• TASK:
Search the records below for the word "sync". Copy each line where it occurs.

Collected data entries:

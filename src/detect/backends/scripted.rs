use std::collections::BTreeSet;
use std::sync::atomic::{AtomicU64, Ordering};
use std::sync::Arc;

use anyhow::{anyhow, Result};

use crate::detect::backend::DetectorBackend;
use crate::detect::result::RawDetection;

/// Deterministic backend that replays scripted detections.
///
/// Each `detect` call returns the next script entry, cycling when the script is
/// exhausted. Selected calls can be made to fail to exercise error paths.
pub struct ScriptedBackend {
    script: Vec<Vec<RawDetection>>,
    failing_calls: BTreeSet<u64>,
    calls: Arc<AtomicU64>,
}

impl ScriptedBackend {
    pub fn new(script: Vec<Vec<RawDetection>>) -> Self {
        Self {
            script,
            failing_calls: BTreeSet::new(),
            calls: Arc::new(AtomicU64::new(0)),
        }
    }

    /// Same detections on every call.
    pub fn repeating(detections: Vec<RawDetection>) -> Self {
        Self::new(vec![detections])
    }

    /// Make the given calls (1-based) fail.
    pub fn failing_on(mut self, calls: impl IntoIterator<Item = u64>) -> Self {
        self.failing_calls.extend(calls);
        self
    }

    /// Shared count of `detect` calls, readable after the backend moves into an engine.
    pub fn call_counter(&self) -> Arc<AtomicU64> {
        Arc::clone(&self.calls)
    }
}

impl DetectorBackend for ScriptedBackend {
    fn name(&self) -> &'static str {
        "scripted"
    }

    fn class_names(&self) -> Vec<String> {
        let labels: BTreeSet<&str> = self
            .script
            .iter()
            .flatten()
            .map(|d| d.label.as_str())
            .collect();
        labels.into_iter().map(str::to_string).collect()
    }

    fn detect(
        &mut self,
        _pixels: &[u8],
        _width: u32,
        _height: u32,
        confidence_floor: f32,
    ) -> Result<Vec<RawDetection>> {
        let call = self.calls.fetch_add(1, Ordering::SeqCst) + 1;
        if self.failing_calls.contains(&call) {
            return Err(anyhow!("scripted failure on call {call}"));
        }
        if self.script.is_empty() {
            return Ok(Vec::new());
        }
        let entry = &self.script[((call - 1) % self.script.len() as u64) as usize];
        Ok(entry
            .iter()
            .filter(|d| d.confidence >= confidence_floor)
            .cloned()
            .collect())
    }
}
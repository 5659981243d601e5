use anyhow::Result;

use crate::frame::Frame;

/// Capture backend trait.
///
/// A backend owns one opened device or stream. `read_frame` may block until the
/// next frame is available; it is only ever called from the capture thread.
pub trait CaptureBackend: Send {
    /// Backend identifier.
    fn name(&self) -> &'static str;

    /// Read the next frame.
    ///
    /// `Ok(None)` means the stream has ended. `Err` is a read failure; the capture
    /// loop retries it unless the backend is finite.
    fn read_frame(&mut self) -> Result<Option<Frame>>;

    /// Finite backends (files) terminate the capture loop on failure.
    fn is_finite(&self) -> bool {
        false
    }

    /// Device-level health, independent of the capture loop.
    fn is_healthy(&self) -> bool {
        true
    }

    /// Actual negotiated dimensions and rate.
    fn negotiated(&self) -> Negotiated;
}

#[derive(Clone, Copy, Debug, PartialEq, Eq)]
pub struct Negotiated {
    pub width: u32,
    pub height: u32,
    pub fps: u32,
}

• RESPONSE TO THIS EXERCISE:
use std::sync::atomic::{AtomicU64, Ordering};
use std::sync::Arc;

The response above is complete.